* [YOUR GOAL]: Here are the records. Write out exactly the lines between the one holding "a change listener" and the one holding "fn notify(&self, change: BoardChange)", inclusive.

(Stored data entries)
[Start of Attachment]

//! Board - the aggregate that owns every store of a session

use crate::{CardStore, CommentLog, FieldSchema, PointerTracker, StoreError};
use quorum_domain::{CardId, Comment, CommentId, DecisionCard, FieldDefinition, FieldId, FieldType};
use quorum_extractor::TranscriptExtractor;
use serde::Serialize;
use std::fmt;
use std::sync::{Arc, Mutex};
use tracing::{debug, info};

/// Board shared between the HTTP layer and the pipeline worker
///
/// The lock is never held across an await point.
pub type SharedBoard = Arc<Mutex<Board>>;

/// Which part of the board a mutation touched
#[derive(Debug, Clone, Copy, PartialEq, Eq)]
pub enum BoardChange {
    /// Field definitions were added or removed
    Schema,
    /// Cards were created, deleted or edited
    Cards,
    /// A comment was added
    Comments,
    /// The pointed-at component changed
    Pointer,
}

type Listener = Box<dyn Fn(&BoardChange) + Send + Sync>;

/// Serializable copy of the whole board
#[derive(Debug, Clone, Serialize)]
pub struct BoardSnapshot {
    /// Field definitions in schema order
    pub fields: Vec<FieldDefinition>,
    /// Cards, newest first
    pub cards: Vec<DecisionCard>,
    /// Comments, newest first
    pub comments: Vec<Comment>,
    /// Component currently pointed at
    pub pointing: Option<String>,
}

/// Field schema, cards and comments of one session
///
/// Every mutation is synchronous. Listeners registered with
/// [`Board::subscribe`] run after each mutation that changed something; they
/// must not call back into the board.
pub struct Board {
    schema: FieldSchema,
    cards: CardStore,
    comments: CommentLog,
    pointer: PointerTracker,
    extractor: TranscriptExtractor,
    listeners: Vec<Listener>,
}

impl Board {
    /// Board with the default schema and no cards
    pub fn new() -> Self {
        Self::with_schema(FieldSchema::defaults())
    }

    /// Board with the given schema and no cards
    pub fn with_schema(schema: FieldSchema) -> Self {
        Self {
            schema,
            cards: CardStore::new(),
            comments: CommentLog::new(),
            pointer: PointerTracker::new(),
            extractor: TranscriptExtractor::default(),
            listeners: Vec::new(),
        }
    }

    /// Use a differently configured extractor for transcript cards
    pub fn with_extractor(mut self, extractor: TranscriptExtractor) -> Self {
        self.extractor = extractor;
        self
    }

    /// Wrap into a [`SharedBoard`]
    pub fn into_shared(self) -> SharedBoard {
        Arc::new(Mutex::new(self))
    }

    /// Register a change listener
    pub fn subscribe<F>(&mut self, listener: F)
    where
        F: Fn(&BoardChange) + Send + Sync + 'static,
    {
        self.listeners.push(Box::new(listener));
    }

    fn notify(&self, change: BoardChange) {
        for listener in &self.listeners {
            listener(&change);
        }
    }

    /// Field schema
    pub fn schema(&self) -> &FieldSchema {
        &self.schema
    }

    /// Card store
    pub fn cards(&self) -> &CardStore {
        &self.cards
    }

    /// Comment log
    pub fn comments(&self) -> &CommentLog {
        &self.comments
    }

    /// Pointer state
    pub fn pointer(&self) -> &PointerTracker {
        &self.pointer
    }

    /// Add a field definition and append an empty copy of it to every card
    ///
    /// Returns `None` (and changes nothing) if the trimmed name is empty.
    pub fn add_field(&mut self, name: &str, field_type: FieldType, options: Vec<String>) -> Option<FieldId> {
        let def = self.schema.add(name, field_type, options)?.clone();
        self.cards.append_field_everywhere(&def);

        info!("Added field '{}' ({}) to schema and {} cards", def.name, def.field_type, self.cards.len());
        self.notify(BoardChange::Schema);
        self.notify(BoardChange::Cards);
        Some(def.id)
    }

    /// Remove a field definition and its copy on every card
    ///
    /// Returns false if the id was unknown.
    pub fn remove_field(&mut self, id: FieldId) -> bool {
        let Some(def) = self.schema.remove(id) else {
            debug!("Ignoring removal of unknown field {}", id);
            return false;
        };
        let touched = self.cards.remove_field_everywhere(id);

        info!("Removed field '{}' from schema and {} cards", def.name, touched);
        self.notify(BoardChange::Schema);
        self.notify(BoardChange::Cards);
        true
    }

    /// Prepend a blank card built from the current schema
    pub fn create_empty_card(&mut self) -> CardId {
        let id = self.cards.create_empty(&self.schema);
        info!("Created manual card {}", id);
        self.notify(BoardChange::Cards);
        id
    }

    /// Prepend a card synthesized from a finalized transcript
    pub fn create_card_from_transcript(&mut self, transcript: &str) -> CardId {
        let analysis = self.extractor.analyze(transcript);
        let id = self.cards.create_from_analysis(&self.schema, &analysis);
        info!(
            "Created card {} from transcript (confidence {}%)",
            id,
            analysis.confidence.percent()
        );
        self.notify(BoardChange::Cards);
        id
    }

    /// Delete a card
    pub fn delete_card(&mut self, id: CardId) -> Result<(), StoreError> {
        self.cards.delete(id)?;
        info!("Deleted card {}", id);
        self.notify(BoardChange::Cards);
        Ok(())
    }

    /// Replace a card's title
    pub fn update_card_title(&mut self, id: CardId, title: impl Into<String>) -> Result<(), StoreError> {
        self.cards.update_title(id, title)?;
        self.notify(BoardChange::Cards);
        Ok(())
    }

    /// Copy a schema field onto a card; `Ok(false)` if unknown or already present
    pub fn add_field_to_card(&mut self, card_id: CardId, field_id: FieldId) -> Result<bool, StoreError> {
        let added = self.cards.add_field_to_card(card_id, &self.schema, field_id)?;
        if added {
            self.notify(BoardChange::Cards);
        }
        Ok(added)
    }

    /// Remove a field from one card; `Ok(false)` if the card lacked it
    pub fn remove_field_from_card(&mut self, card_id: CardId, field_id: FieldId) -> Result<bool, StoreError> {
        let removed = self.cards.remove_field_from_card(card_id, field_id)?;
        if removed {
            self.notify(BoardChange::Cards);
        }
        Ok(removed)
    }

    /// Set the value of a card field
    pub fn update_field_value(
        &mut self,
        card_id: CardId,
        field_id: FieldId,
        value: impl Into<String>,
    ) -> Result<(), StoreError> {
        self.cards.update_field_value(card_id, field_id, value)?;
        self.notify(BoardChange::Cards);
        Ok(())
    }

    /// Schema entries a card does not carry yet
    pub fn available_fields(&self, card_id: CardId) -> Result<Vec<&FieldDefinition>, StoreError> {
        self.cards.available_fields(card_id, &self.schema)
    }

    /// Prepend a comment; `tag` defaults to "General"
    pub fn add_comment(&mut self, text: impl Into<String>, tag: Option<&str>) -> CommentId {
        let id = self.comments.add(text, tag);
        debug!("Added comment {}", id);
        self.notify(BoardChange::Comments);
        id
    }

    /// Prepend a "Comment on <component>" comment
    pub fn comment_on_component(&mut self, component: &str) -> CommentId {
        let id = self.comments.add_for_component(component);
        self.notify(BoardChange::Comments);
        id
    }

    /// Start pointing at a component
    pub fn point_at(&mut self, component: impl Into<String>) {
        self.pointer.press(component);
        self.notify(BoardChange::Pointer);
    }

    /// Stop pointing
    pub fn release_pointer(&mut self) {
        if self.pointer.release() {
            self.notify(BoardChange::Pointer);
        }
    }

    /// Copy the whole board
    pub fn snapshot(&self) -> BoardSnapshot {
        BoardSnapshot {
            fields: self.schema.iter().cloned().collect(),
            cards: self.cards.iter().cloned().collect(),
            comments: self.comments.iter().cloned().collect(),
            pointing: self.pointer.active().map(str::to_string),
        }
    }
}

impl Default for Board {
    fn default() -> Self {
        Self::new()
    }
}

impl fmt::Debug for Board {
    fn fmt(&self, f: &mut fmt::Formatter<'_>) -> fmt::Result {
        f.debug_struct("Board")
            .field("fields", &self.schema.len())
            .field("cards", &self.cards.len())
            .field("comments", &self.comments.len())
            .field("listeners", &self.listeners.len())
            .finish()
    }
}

[End of Attachment]

* [SOLUTION TO THE PROBLEM]:
    /// Register a change listener
    pub fn subscribe<F>(&mut self, listener: F)
    where
        F: Fn(&BoardChange) + Send + Sync + 'static,
    {
        self.listeners.push(Box::new(listener));
    }

    fn notify(&self, change: BoardChange) {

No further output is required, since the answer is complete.